(Saved entries)

****************************************

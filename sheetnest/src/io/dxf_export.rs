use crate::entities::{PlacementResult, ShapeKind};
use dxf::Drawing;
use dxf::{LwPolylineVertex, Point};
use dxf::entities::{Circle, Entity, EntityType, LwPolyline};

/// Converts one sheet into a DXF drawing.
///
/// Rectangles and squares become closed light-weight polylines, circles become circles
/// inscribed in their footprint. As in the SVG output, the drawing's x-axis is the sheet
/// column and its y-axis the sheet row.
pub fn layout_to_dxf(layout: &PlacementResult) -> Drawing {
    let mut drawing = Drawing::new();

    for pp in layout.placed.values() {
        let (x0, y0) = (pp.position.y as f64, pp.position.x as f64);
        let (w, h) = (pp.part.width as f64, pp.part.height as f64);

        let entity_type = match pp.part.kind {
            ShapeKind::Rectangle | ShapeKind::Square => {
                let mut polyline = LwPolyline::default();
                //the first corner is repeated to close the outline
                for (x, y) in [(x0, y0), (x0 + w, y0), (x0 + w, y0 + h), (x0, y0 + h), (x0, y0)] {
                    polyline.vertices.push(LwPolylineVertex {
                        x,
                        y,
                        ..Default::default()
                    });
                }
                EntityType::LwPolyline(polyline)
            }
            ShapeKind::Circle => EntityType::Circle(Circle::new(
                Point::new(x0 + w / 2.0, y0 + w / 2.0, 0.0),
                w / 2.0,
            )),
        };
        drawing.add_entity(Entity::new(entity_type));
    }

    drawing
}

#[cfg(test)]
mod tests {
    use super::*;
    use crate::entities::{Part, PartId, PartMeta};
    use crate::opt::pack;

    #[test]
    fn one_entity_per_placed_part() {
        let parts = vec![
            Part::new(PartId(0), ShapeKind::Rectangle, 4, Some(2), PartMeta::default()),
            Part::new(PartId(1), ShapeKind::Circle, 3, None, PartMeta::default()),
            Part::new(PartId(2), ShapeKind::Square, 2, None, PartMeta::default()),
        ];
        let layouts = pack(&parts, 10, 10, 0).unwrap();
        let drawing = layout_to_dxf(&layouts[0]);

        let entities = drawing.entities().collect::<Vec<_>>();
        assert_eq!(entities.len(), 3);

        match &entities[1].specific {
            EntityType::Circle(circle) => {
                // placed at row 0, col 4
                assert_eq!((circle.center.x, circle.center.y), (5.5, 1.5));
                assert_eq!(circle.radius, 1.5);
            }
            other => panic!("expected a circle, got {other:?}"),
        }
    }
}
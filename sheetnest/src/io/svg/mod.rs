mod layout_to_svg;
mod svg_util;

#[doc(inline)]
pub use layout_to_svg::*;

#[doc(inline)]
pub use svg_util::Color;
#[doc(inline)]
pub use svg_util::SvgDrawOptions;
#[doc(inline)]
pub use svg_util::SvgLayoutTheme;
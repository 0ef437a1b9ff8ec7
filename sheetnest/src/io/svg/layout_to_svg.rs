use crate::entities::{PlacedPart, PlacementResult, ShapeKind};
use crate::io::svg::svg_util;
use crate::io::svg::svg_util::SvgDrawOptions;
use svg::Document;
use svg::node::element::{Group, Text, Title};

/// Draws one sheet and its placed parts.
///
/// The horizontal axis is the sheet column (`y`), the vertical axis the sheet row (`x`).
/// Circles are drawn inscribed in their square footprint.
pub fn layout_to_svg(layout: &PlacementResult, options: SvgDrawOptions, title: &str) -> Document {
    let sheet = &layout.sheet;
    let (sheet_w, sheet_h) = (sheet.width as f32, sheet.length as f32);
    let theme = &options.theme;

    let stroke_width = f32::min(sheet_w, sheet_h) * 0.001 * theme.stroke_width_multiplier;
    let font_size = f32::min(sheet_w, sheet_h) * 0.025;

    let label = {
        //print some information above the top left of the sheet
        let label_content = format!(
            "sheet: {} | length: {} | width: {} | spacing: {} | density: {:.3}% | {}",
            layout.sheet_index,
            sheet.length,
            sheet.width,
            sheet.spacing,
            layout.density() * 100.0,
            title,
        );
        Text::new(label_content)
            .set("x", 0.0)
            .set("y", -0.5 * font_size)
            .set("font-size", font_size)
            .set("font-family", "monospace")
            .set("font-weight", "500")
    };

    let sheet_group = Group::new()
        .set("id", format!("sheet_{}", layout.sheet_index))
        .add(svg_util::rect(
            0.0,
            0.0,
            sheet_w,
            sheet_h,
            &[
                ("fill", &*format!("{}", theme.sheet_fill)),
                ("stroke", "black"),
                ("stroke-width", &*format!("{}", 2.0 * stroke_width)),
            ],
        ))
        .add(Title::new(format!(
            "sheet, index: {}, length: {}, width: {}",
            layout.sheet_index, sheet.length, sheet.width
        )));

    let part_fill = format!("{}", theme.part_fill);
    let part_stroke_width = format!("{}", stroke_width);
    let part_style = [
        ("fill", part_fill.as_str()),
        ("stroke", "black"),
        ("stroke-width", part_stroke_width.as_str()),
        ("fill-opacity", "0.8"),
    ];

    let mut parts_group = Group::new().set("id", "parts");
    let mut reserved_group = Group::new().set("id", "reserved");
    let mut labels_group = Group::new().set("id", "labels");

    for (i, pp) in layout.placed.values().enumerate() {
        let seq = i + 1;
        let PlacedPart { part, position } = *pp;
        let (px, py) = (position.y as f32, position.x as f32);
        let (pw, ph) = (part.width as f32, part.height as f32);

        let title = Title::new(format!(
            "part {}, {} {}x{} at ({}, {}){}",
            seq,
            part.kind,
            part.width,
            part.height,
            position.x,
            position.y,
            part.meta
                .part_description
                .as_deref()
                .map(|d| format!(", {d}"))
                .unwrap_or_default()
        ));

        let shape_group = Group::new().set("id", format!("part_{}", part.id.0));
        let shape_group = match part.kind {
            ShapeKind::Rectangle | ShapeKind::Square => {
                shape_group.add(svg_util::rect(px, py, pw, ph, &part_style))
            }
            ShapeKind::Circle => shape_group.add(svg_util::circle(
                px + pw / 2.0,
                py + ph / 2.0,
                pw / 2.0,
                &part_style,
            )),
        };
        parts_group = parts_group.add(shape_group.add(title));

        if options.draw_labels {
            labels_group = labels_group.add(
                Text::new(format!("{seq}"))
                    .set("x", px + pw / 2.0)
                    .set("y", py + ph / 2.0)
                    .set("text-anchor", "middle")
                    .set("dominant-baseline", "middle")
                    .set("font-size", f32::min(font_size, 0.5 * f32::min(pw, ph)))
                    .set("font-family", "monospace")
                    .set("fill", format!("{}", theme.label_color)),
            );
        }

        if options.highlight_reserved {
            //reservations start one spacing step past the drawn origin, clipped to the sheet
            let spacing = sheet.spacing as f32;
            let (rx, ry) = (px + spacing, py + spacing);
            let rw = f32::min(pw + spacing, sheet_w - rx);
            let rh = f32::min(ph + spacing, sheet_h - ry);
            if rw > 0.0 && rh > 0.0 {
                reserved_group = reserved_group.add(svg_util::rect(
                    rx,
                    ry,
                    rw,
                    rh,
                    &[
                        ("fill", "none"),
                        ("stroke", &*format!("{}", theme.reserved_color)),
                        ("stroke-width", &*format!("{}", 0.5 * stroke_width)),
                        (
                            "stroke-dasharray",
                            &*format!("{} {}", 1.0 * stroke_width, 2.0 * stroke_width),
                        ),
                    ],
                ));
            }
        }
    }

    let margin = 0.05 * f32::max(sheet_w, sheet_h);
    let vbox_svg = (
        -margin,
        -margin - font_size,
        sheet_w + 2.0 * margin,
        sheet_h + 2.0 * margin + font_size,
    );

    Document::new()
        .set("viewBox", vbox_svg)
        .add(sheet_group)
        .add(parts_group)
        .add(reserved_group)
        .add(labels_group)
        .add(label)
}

****************************************

WORK TASK ->
Scanning the data above, copy out every line where "height" is found.

WORKED SOLUTION ->
        let (w, h) = (pp.part.width as f64, pp.part.height as f64);
        let (pw, ph) = (part.width as f32, part.height as f32);
            part.height,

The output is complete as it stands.